* **THE TASK**
Provide only the number of lines below that hold "JobRunner".

* **SUPPLIED ENTRIES**
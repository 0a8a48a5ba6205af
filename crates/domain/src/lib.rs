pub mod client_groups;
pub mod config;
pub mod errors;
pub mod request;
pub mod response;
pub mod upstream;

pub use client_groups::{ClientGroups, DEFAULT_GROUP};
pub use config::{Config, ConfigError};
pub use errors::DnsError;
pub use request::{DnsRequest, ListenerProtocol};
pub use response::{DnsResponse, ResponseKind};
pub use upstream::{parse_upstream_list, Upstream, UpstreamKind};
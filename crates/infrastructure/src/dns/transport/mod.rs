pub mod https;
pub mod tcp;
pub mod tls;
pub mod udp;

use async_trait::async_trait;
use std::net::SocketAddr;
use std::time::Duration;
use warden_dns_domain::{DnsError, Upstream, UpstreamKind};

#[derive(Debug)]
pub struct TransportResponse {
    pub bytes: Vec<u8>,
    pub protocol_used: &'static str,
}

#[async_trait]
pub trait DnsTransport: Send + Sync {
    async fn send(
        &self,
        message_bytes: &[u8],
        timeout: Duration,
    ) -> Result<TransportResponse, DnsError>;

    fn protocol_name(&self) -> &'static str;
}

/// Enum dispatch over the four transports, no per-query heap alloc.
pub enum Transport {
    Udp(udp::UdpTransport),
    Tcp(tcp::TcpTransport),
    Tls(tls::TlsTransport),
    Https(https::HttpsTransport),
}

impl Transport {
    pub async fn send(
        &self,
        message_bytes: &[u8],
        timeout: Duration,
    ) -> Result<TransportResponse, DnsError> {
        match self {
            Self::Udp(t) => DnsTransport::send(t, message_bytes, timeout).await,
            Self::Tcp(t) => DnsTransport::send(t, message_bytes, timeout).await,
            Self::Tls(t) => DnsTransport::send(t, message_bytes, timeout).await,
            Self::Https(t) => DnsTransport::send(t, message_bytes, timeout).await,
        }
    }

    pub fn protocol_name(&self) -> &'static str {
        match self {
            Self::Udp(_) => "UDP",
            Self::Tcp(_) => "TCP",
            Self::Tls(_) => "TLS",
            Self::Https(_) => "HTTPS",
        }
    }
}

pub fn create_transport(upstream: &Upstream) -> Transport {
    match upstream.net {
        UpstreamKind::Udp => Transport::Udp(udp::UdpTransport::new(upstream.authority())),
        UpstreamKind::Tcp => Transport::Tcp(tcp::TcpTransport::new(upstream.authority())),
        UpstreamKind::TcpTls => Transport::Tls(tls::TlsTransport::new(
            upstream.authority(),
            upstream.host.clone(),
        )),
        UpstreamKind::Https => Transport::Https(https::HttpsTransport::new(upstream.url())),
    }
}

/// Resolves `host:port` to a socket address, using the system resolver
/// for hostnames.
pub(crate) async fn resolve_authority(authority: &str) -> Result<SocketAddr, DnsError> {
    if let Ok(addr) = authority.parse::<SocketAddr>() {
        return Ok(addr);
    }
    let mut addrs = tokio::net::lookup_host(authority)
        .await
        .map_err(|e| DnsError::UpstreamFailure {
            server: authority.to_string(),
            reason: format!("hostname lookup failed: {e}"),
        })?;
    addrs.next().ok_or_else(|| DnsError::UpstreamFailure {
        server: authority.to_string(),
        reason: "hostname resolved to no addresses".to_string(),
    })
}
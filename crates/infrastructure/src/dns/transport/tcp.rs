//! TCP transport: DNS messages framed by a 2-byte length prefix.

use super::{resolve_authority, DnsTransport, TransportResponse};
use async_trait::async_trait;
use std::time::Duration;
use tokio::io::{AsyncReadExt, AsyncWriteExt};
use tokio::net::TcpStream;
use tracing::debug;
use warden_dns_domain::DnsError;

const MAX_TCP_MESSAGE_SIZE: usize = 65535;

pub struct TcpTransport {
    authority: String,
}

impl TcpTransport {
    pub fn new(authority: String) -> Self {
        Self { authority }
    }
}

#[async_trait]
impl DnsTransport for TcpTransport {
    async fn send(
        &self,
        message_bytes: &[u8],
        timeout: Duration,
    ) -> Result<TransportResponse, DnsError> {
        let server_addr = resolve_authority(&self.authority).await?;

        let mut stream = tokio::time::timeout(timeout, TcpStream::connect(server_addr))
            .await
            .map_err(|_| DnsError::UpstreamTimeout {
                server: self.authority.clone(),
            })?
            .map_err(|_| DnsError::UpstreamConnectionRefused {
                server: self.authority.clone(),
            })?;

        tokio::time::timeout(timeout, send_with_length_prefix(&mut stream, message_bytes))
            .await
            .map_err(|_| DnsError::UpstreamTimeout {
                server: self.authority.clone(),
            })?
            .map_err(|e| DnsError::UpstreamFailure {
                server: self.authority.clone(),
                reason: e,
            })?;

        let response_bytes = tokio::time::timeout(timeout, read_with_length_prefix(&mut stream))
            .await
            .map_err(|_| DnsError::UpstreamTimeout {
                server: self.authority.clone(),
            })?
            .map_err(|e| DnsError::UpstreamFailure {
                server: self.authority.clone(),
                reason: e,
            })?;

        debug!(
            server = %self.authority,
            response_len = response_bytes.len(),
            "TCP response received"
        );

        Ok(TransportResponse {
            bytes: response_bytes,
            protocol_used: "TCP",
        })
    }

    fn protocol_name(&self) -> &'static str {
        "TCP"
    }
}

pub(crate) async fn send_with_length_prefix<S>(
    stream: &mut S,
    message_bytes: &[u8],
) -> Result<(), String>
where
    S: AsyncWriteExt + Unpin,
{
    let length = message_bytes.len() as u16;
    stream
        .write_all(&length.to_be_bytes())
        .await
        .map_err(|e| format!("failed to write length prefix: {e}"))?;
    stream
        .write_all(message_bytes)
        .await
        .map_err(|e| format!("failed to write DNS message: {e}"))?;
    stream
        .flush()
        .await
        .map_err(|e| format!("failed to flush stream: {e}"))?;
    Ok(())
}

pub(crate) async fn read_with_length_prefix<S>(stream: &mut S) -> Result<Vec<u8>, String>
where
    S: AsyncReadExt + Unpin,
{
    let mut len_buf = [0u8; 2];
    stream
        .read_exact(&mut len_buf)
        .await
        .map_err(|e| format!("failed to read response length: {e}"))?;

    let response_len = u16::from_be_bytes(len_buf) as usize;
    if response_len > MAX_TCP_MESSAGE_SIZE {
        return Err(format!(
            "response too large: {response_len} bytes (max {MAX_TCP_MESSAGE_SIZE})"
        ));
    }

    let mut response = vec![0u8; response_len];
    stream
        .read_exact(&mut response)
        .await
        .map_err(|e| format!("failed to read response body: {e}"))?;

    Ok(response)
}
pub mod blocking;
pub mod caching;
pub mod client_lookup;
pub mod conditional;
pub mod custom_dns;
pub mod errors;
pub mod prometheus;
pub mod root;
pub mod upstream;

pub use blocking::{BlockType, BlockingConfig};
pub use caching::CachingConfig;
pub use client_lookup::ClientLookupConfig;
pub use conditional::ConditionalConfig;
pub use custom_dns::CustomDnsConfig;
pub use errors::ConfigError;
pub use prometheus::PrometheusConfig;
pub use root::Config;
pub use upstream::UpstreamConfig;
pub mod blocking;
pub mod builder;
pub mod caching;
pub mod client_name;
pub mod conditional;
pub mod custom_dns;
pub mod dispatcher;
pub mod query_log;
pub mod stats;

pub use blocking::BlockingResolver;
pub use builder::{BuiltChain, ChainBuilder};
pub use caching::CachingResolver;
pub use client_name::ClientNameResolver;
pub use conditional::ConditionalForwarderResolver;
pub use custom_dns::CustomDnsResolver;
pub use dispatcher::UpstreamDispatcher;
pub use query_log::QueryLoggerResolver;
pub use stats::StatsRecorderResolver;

---

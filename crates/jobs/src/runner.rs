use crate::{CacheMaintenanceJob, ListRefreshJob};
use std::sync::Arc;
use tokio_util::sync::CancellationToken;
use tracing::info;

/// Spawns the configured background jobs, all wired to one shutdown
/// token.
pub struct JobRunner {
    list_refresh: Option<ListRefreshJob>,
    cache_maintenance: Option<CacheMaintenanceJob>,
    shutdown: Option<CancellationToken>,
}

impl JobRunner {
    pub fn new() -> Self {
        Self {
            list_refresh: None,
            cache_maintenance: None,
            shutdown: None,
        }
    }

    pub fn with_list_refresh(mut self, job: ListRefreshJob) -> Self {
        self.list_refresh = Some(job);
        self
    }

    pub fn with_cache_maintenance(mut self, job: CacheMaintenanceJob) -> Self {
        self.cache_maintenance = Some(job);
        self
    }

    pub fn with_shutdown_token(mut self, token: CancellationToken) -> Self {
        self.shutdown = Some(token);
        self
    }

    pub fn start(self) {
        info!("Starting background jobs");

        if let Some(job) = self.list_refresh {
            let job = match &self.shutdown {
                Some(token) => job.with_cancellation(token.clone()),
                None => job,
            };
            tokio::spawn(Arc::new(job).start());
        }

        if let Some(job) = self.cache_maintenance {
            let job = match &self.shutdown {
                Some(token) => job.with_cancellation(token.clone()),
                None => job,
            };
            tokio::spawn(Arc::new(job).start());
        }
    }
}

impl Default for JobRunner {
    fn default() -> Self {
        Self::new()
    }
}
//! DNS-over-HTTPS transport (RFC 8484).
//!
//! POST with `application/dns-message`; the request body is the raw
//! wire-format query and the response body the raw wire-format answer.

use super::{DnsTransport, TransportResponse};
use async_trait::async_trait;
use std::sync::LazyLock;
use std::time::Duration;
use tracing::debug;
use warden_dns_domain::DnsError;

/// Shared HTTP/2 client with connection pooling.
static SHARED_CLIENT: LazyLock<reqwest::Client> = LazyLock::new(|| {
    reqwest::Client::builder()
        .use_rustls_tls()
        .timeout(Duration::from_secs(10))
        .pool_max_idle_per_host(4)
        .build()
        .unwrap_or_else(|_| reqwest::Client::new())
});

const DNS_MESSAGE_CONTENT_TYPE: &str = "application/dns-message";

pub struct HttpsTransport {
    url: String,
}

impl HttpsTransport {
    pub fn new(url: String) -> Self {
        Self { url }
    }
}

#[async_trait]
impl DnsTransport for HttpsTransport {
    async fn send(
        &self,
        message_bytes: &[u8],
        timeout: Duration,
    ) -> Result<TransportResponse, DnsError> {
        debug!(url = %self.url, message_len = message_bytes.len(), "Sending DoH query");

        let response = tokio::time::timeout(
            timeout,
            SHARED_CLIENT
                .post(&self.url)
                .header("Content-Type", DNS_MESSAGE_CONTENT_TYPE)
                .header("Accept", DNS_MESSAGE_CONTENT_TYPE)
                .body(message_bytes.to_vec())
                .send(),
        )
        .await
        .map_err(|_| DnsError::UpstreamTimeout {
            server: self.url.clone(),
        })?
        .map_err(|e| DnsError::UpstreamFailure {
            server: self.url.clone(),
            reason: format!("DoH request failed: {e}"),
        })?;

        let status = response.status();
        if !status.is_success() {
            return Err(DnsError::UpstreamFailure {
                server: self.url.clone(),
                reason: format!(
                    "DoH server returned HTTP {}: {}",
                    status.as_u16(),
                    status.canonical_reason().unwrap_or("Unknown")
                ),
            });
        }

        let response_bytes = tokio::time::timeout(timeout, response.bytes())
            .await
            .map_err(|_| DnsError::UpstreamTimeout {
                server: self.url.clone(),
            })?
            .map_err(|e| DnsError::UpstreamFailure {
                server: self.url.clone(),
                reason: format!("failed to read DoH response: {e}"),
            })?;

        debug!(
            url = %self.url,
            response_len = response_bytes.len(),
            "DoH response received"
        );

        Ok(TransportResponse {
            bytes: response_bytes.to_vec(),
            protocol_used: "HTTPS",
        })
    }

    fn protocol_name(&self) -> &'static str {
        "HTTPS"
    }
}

* **RESULT OF THIS TASK**
3